Exercise inputs:
::::::::::
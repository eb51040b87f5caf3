/// Cascading save tests
///
/// Ordering of to-one dependencies, the owner commit and to-many dependents, settlement of
/// concurrent siblings, and duplicate-write avoidance.
/// Run with: cargo test --test cascade_save_tests
#[path = "fixtures.rs"]
mod fixtures;

use fixtures::{attrs, blog_registry, blog_session, session_with};
use http::Method;
use recordkit::{AssociationOptions, RecordError, SyncOptions, TransportError};
use serde_json::json;
use std::time::{Duration, Instant};

#[tokio::test]
async fn test_new_belongs_to_is_saved_before_owner() {
    let (session, transport) = blog_session();
    let author = session
        .new_record("Person", Some(attrs(json!({"name": "Ann"}))))
        .unwrap();
    let post = session
        .new_record("Post", Some(attrs(json!({"title": "Hello"}))))
        .unwrap();
    session.add_belongs_to(post, "Author", author).unwrap();

    session.save(post, None, SyncOptions::new()).await.unwrap();

    let requests = transport.requests();
    let urls: Vec<_> = requests.iter().map(|r| r.url.as_str()).collect();
    assert_eq!(urls, vec!["/people", "/posts"]);

    let author_id = session.id(author).unwrap().unwrap();
    assert_eq!(requests[1].data.as_ref().unwrap()["author_id"], author_id);
    assert_eq!(session.get(post, "author_id").unwrap(), Some(author_id));
    assert!(!session.has_changed(post, None).unwrap());
    assert!(!session.has_changed(author, None).unwrap());
}

#[tokio::test]
async fn test_belongs_to_failure_prevents_commit() {
    let (session, transport) = blog_session();
    transport.fail(Method::POST, "/people", 500);
    let author = session
        .new_record("Person", Some(attrs(json!({"name": "Ann"}))))
        .unwrap();
    let post = session
        .new_record("Post", Some(attrs(json!({"title": "Hello"}))))
        .unwrap();
    session.add_belongs_to(post, "Author", author).unwrap();

    let err = session.save(post, None, SyncOptions::new()).await.unwrap_err();

    match err {
        RecordError::Transport(TransportError::Status { status, .. }) => assert_eq!(status, 500),
        other => panic!("unexpected error: {other}"),
    }
    assert!(transport.requests_matching(&Method::POST, "/posts").is_empty());
    assert!(session.is_new(post).unwrap());
}

#[tokio::test]
async fn test_two_belongs_to_complete_before_owner() {
    let (session, transport) = blog_session();
    transport.delay("/people", Duration::from_millis(40));
    let author = session
        .new_record("Person", Some(attrs(json!({"name": "Ann"}))))
        .unwrap();
    let category = session
        .new_record("Category", Some(attrs(json!({"label": "news"}))))
        .unwrap();
    let post = session
        .new_record("Post", Some(attrs(json!({"title": "Hello"}))))
        .unwrap();
    session.add_belongs_to(post, "Author", author).unwrap();
    session.add_belongs_to(post, "Category", category).unwrap();

    session.save(post, None, SyncOptions::new()).await.unwrap();

    let requests = transport.requests();
    assert_eq!(requests.len(), 3);
    assert_eq!(requests[2].url, "/posts");
    let body = requests[2].data.as_ref().unwrap();
    assert_eq!(body["author_id"], session.id(author).unwrap().unwrap());
    assert_eq!(body["category_id"], session.id(category).unwrap().unwrap());
}

#[tokio::test]
async fn test_sibling_failure_settles_without_waiting_for_slow_sibling() {
    let (session, transport) = blog_session();
    transport.delay("/people", Duration::from_millis(400));
    transport.fail(Method::POST, "/categories", 503);
    let author = session
        .new_record("Person", Some(attrs(json!({"name": "Ann"}))))
        .unwrap();
    let category = session
        .new_record("Category", Some(attrs(json!({"label": "news"}))))
        .unwrap();
    let post = session
        .new_record("Post", Some(attrs(json!({"title": "Hello"}))))
        .unwrap();
    session.add_belongs_to(post, "Author", author).unwrap();
    session.add_belongs_to(post, "Category", category).unwrap();

    let started = Instant::now();
    let err = session.save(post, None, SyncOptions::new()).await.unwrap_err();

    assert!(started.elapsed() < Duration::from_millis(300));
    assert!(matches!(
        err,
        RecordError::Transport(TransportError::Status { status: 503, .. })
    ));
    assert!(session.is_new(author).unwrap());
    assert!(session.is_new(category).unwrap());

    // the slower sibling still completes its write
    tokio::time::sleep(Duration::from_millis(600)).await;
    assert!(!session.is_new(author).unwrap());
    assert_eq!(transport.requests_matching(&Method::POST, "/people").len(), 1);
    assert!(transport.requests_matching(&Method::POST, "/posts").is_empty());
}

#[tokio::test]
async fn test_shared_dependency_is_written_once_before_both_owners() {
    let mut registry = blog_registry();
    registry.declare_belongs_to("Category", "Person", AssociationOptions::new());
    let (session, transport) = session_with(registry);
    transport.delay("/people", Duration::from_millis(30));

    let person = session
        .new_record("Person", Some(attrs(json!({"name": "Ann"}))))
        .unwrap();
    let category = session
        .new_record("Category", Some(attrs(json!({"label": "news"}))))
        .unwrap();
    let post = session
        .new_record("Post", Some(attrs(json!({"title": "Hello"}))))
        .unwrap();
    session.add_belongs_to(post, "Author", person).unwrap();
    session.add_belongs_to(post, "Category", category).unwrap();
    session.add_belongs_to(category, "Person", person).unwrap();

    session.save(post, None, SyncOptions::new()).await.unwrap();

    let requests = transport.requests();
    let urls: Vec<_> = requests.iter().map(|r| r.url.as_str()).collect();
    assert_eq!(urls, vec!["/people", "/categories", "/posts"]);
    assert_eq!(transport.items("/people").len(), 1);

    let person_id = session.id(person).unwrap().unwrap();
    let category_id = session.id(category).unwrap().unwrap();
    assert_eq!(requests[1].data.as_ref().unwrap()["person_id"], person_id);
    let post_body = requests[2].data.as_ref().unwrap();
    assert_eq!(post_body["author_id"], person_id);
    assert_eq!(post_body["category_id"], category_id);
}

#[tokio::test]
async fn test_mutually_dependent_siblings_settle() {
    let mut registry = blog_registry();
    registry.declare_belongs_to("Category", "Person", AssociationOptions::new());
    registry.declare_belongs_to("Person", "Category", AssociationOptions::new());
    let (session, transport) = session_with(registry);

    let person = session
        .new_record("Person", Some(attrs(json!({"name": "Ann"}))))
        .unwrap();
    let category = session
        .new_record("Category", Some(attrs(json!({"label": "news"}))))
        .unwrap();
    let post = session
        .new_record("Post", Some(attrs(json!({"title": "Hello"}))))
        .unwrap();
    session.add_belongs_to(post, "Author", person).unwrap();
    session.add_belongs_to(post, "Category", category).unwrap();
    session.add_belongs_to(category, "Person", person).unwrap();
    session.add_belongs_to(person, "Category", category).unwrap();

    tokio::time::timeout(
        Duration::from_secs(2),
        session.save(post, None, SyncOptions::new()),
    )
    .await
    .expect("save settled")
    .unwrap();

    assert_eq!(transport.requests_matching(&Method::POST, "/people").len(), 1);
    assert_eq!(transport.requests_matching(&Method::POST, "/categories").len(), 1);
    let posts = transport.requests_matching(&Method::POST, "/posts");
    assert_eq!(posts.len(), 1);
    let post_body = posts[0].data.as_ref().unwrap();
    assert_eq!(post_body["author_id"], session.id(person).unwrap().unwrap());
    assert_eq!(post_body["category_id"], session.id(category).unwrap().unwrap());
}

#[tokio::test]
async fn test_dependency_without_identifier_is_cascade_error() {
    let (session, transport) = blog_session();
    transport.respond(Method::POST, "/people", json!({"name": "Ann"}));
    let author = session
        .new_record("Person", Some(attrs(json!({"name": "Ann"}))))
        .unwrap();
    let post = session
        .new_record("Post", Some(attrs(json!({"title": "Hello"}))))
        .unwrap();
    session.add_belongs_to(post, "Author", author).unwrap();

    let err = session.save(post, None, SyncOptions::new()).await.unwrap_err();

    assert!(err.is_cascade());
    match err {
        RecordError::Cascade { type_name, .. } => assert_eq!(type_name, "Person"),
        other => panic!("unexpected error: {other}"),
    }
    assert!(transport.requests_matching(&Method::POST, "/posts").is_empty());
}

#[tokio::test]
async fn test_invalid_dependency_blocks_everything() {
    let (session, transport) = blog_session();
    let author = session.new_record("Person", None).unwrap();
    let post = session
        .new_record("Post", Some(attrs(json!({"title": "Hello"}))))
        .unwrap();
    session.add_belongs_to(post, "Author", author).unwrap();

    let err = session.save(post, None, SyncOptions::new()).await.unwrap_err();

    assert!(err.validation_errors().unwrap().contains("name"));
    assert!(transport.requests().is_empty());
}

#[tokio::test]
async fn test_persisted_belongs_to_only_reflects_identifier() {
    let (session, transport) = blog_session();
    let author = session
        .new_record("Person", Some(attrs(json!({"id": 7, "name": "Ann"}))))
        .unwrap();
    session.set(author, "name", json!("Annabel")).unwrap();
    let post = session
        .new_record("Post", Some(attrs(json!({"title": "Hello"}))))
        .unwrap();
    session.add_belongs_to(post, "Author", author).unwrap();

    session.save(post, None, SyncOptions::new()).await.unwrap();

    let requests = transport.requests();
    assert_eq!(requests.len(), 1);
    assert_eq!(requests[0].data.as_ref().unwrap()["author_id"], json!(7));
    assert!(session.has_changed(author, Some("name")).unwrap());
}

#[tokio::test]
async fn test_new_has_many_saved_after_owner() {
    let (session, transport) = blog_session();
    let post = session
        .new_record("Post", Some(attrs(json!({"title": "Hello"}))))
        .unwrap();
    let first = session
        .add_has_many(post, "Comment", None, Some(attrs(json!({"body": "first"}))))
        .unwrap();
    let second = session
        .add_has_many(post, "Comment", None, Some(attrs(json!({"body": "second"}))))
        .unwrap();

    session.save(post, None, SyncOptions::new()).await.unwrap();

    let requests = transport.requests();
    assert_eq!(requests[0].url, "/posts");
    assert_eq!(transport.requests_matching(&Method::POST, "/comments").len(), 2);

    let post_id = session.id(post).unwrap().unwrap();
    for comment in [first, second] {
        assert!(!session.is_new(comment).unwrap());
        assert_eq!(session.get(comment, "post_id").unwrap(), Some(post_id.clone()));
    }
    assert_eq!(transport.items("/comments").len(), 2);
}

#[tokio::test]
async fn test_unchanged_has_many_is_not_written() {
    let (session, transport) = blog_session();
    let post = session
        .new_record("Post", Some(attrs(json!({"title": "Hello"}))))
        .unwrap();
    let first = session
        .add_has_many(post, "Comment", None, Some(attrs(json!({"body": "first"}))))
        .unwrap();
    session
        .add_has_many(post, "Comment", None, Some(attrs(json!({"body": "second"}))))
        .unwrap();
    session.save(post, None, SyncOptions::new()).await.unwrap();
    transport.clear_requests();

    session.save(post, None, SyncOptions::new()).await.unwrap();
    assert!(transport.requests_matching(&Method::PUT, "/comments").is_empty());
    assert!(transport.requests_matching(&Method::POST, "/comments").is_empty());

    session.set(first, "body", json!("edited")).unwrap();
    session.save(post, None, SyncOptions::new()).await.unwrap();

    let updates = transport.requests_matching(&Method::PUT, "/comments");
    assert_eq!(updates.len(), 1);
    assert_eq!(updates[0].data, Some(json!({"body": "edited"})));
}

#[tokio::test]
async fn test_has_many_failure_rejects_without_rollback() {
    let (session, transport) = blog_session();
    transport.fail(Method::POST, "/comments", 422);
    let post = session
        .new_record("Post", Some(attrs(json!({"title": "Hello"}))))
        .unwrap();
    session
        .add_has_many(post, "Comment", None, Some(attrs(json!({"body": "first"}))))
        .unwrap();

    let err = session.save(post, None, SyncOptions::new()).await.unwrap_err();

    assert!(matches!(
        err,
        RecordError::Transport(TransportError::Status { status: 422, .. })
    ));
    assert!(!session.is_new(post).unwrap());
    assert_eq!(transport.items("/posts").len(), 1);
}

#[tokio::test]
async fn test_has_many_through_saves_join_and_target() {
    let (session, transport) = blog_session();
    let post = session
        .new_record("Post", Some(attrs(json!({"title": "Hello"}))))
        .unwrap();
    let tag = session
        .new_record("Tag", Some(attrs(json!({"label": "rust"}))))
        .unwrap();
    let join = session.add_has_many(post, "Tag", Some(tag), None).unwrap();

    session.save(post, None, SyncOptions::new()).await.unwrap();

    let urls: Vec<_> = transport.requests().into_iter().map(|r| r.url).collect();
    assert_eq!(urls, vec!["/posts", "/tags", "/post_tags"]);

    let stored_join = transport.items("/post_tags").pop().unwrap();
    assert_eq!(stored_join["post_id"], session.id(post).unwrap().unwrap());
    assert_eq!(stored_join["tag_id"], session.id(tag).unwrap().unwrap());
    assert!(!session.is_new(join).unwrap());
}

#[tokio::test]
async fn test_cyclic_graph_is_written_once() {
    let (session, transport) = blog_session();
    let post = session
        .new_record("Post", Some(attrs(json!({"title": "Hello"}))))
        .unwrap();
    let comment = session
        .add_has_many(post, "Comment", None, Some(attrs(json!({"body": "first"}))))
        .unwrap();
    assert_eq!(session.belongs_to(comment, "post").unwrap(), Some(post));

    session.save(comment, None, SyncOptions::new()).await.unwrap();

    assert_eq!(transport.requests_matching(&Method::POST, "/posts").len(), 1);
    assert_eq!(transport.requests_matching(&Method::POST, "/comments").len(), 1);
    assert_eq!(transport.requests().len(), 2);
    assert_eq!(
        session.get(comment, "post_id").unwrap(),
        session.id(post).unwrap()
    );
}

#[tokio::test]
async fn test_released_dependency_is_skipped() {
    let (session, transport) = blog_session();
    let author = session
        .new_record("Person", Some(attrs(json!({"name": "Ann"}))))
        .unwrap();
    let post = session
        .new_record("Post", Some(attrs(json!({"title": "Hello"}))))
        .unwrap();
    session.add_belongs_to(post, "Author", author).unwrap();
    session.release(author).unwrap();

    session.save(post, None, SyncOptions::new()).await.unwrap();

    assert_eq!(transport.requests().len(), 1);
    assert_eq!(transport.requests()[0].url, "/posts");
}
::::::::::
Work item: All lines in the records that contain "updates" are to be copied and returned.

Answer to the exercise:
    let updates = transport.requests_matching(&Method::PUT, "/comments");
    assert_eq!(updates.len(), 1);
    assert_eq!(updates[0].data, Some(json!({"body": "edited"})));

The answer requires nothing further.